Entre deux chapitres, je pensais à ces pièces de monnaie napoléonienne qu’on avait dépensé pour prendre le train et retrouver notre chez-nous. C’était une drôle de monnaie à notre époque : comment était-elle arrivée dans nos poches ? Et pourquoi était-elle acceptée dans ce pays aussi absurde qu’imaginaire ? Mais qui avait pu me refiler enfin pareils deniers ?

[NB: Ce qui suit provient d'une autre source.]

//! Modification document parser and validator
//!
//! Uses serde_json for the syntax layer, then walks the value by hand so that
//! every malformed entry produces its own error while the well-formed entries
//! around it still come through.

use crate::error::ValidationError;
use crate::model::{
    Axis, DescriptorKind, DimensionChange, DimensionRef, FeatureChange, FeatureOperation,
    FeatureParameters, MaterialChange, ModificationDescriptor, ParamValue, ScaleChange,
};
use serde_json::{Map, Value};

/// Outcome of validating one modification document
#[derive(Debug, Clone, Default, PartialEq)]
pub struct ValidationReport {
    /// Every problem found, in document order
    pub errors: Vec<ValidationError>,
    /// Every entry that validated, in document order
    pub descriptors: Vec<ModificationDescriptor>,
}

impl ValidationReport {
    /// True when nothing was rejected and at least one descriptor was produced
    #[inline]
    #[must_use]
    pub fn is_valid(&self) -> bool {
        self.errors.is_empty() && !self.descriptors.is_empty()
    }

    /// Human-readable error strings
    #[must_use]
    pub fn error_messages(&self) -> Vec<String> {
        self.errors.iter().map(ToString::to_string).collect()
    }

    fn document_error(error: ValidationError) -> Self {
        Self {
            errors: vec![error],
            descriptors: Vec::new(),
        }
    }
}

/// Parse a JSON string and validate it
///
/// A syntax error yields a report holding exactly that error.
#[must_use]
pub fn parse_document(json: &str) -> ValidationReport {
    match serde_json::from_str::<Value>(json) {
        Ok(value) => validate_document(&value),
        Err(e) => ValidationReport::document_error(ValidationError::Syntax(e.to_string())),
    }
}

/// Validate an already-parsed JSON document
#[must_use]
pub fn validate_document(document: &Value) -> ValidationReport {
    let Some(root) = document.as_object() else {
        return ValidationReport::document_error(ValidationError::NotAnObject);
    };

    let entries = match root.get("modifications") {
        None => return ValidationReport::document_error(ValidationError::MissingModifications),
        Some(Value::Array(entries)) => entries,
        Some(_) => return ValidationReport::document_error(ValidationError::ModificationsNotArray),
    };

    let mut report = ValidationReport::default();
    for (index, entry) in entries.iter().enumerate() {
        match validate_entry(index, entry) {
            Ok(descriptor) => report.descriptors.push(descriptor),
            Err(error) => {
                tracing::debug!("Rejected modification #{}: {}", index, error);
                report.errors.push(error);
            }
        }
    }

    if entries.is_empty() {
        report.errors.push(ValidationError::Empty);
    }

    tracing::debug!(
        "Validated {} modification(s): {} accepted, {} error(s)",
        entries.len(),
        report.descriptors.len(),
        report.errors.len()
    );
    report
}

/// Validate one entry of the `modifications` array
///
/// # Errors
/// The first problem found in the entry; later problems in the same entry are
/// not reported since the entry is dropped either way.
pub fn validate_entry(index: usize, entry: &Value) -> Result<ModificationDescriptor, ValidationError> {
    let obj = entry
        .as_object()
        .ok_or(ValidationError::EntryNotObject { index })?;

    let kind_str = match obj.get("type") {
        None | Some(Value::Null) => return Err(ValidationError::MissingType { index }),
        Some(Value::String(s)) => s.as_str(),
        Some(_) => return Err(ValidationError::invalid(index, "type", "a string")),
    };

    let kind: DescriptorKind = kind_str
        .parse()
        .map_err(|kind| ValidationError::UnknownType { index, kind })?;

    let fields = Fields { index, kind, obj };
    match kind {
        DescriptorKind::Dimension => fields.dimension().map(Into::into),
        DescriptorKind::Material => fields.material().map(Into::into),
        DescriptorKind::Feature => fields.feature().map(Into::into),
        DescriptorKind::Scale => fields.scale().map(Into::into),
    }
}

/// Field accessors for one entry, carrying the context errors need
struct Fields<'a> {
    index: usize,
    kind: DescriptorKind,
    obj: &'a Map<String, Value>,
}

impl<'a> Fields<'a> {
    fn present(&self, key: &str) -> Option<&'a Value> {
        self.obj.get(key).filter(|v| !v.is_null())
    }

    fn required_str(&self, key: &'static str) -> Result<String, ValidationError> {
        let value = self
            .present(key)
            .ok_or_else(|| ValidationError::missing(self.index, self.kind, key))?;
        non_empty_str(value).ok_or_else(|| ValidationError::invalid(self.index, key, "a non-empty string"))
    }

    /// First present key among `keys`; errors name the first key
    fn required_str_alias(&self, keys: &[&'static str]) -> Result<String, ValidationError> {
        for &key in keys {
            if let Some(value) = self.present(key) {
                return non_empty_str(value)
                    .ok_or_else(|| ValidationError::invalid(self.index, key, "a non-empty string"));
            }
        }
        Err(ValidationError::missing(self.index, self.kind, keys[0]))
    }

    fn optional_str(&self, key: &'static str) -> Result<Option<String>, ValidationError> {
        match self.present(key) {
            None => Ok(None),
            Some(Value::String(s)) => Ok(Some(s.clone())),
            Some(_) => Err(ValidationError::invalid(self.index, key, "a string")),
        }
    }

    fn required_number(&self, key: &'static str) -> Result<f64, ValidationError> {
        let value = self
            .present(key)
            .ok_or_else(|| ValidationError::missing(self.index, self.kind, key))?;
        finite_number(value).ok_or_else(|| ValidationError::invalid(self.index, key, "a number"))
    }

    fn optional_number(&self, key: &'static str) -> Result<Option<f64>, ValidationError> {
        self.present(key)
            .map(|value| {
                finite_number(value).ok_or_else(|| ValidationError::invalid(self.index, key, "a number"))
            })
            .transpose()
    }

    fn dimension(&self) -> Result<DimensionChange, ValidationError> {
        let feature = self.required_str("feature")?;
        let dimension = self.required_str("dimension")?;
        let new_value = self.required_number("newValue")?;
        let current_value = self.optional_number("currentValue")?;
        let units = self.optional_str("units")?;

        Ok(DimensionChange {
            target: DimensionRef::new(feature, dimension),
            current_value,
            new_value,
            units,
        })
    }

    fn material(&self) -> Result<MaterialChange, ValidationError> {
        let component = self.required_str_alias(&["component", "feature"])?;
        let new_material = self.required_str_alias(&["newMaterial", "newValue"])?;
        let current_material = self.optional_str("currentMaterial")?;

        Ok(MaterialChange {
            component,
            current_material,
            new_material,
        })
    }

    fn feature(&self) -> Result<FeatureChange, ValidationError> {
        let operation = FeatureOperation::from(self.required_str("operation")?.as_str());

        let edges = self
            .present("edges")
            .ok_or_else(|| ValidationError::missing(self.index, self.kind, "edges"))?;
        let target_refs = string_array(edges)
            .ok_or_else(|| ValidationError::invalid(self.index, "edges", "an array of strings"))?;
        if target_refs.is_empty() {
            return Err(ValidationError::invalid(
                self.index,
                "edges",
                "a non-empty array of strings",
            ));
        }

        let value = self.optional_number("value")?;

        let parameters = match self.present("parameters") {
            None => FeatureParameters::new(),
            Some(Value::Object(map)) => map
                .iter()
                .map(|(k, v)| (k.clone(), ParamValue::from(v)))
                .collect(),
            Some(_) => return Err(ValidationError::invalid(self.index, "parameters", "an object")),
        };

        Ok(FeatureChange {
            operation,
            target_refs,
            value,
            parameters,
        })
    }

    fn scale(&self) -> Result<ScaleChange, ValidationError> {
        let axis_str = self.required_str("axis")?;
        let axis: Axis = axis_str
            .parse()
            .map_err(|_| ValidationError::invalid(self.index, "axis", "one of X, Y, Z"))?;

        let target_size = self.required_number("targetSize")?;
        if target_size <= 0.0 {
            return Err(ValidationError::invalid(
                self.index,
                "targetSize",
                "a positive number",
            ));
        }

        Ok(ScaleChange { axis, target_size })
    }
}

fn non_empty_str(value: &Value) -> Option<String> {
    value
        .as_str()
        .map(str::trim)
        .filter(|s| !s.is_empty())
        .map(ToString::to_string)
}

fn finite_number(value: &Value) -> Option<f64> {
    value.as_f64().filter(|n| n.is_finite())
}

fn string_array(value: &Value) -> Option<Vec<String>> {
    value
        .as_array()?
        .iter()
        .map(|item| item.as_str().map(ToString::to_string))
        .collect()
}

Le gnome de cette caverne noire et menaçante que j’avais brûlé vif la nuit de la Saint-Jean ? Ce type qui brossait tranquillement son cheval dans son ranch en pensant secrètement être John Fante lui-même, quand nous étions revenu de bringue ? Ou cette paire de fous qui s’était évadée de l’aile méridionale et capitonnée d’un asile d’aliénés et qui nous avait poursuivis sur la route en side-car ?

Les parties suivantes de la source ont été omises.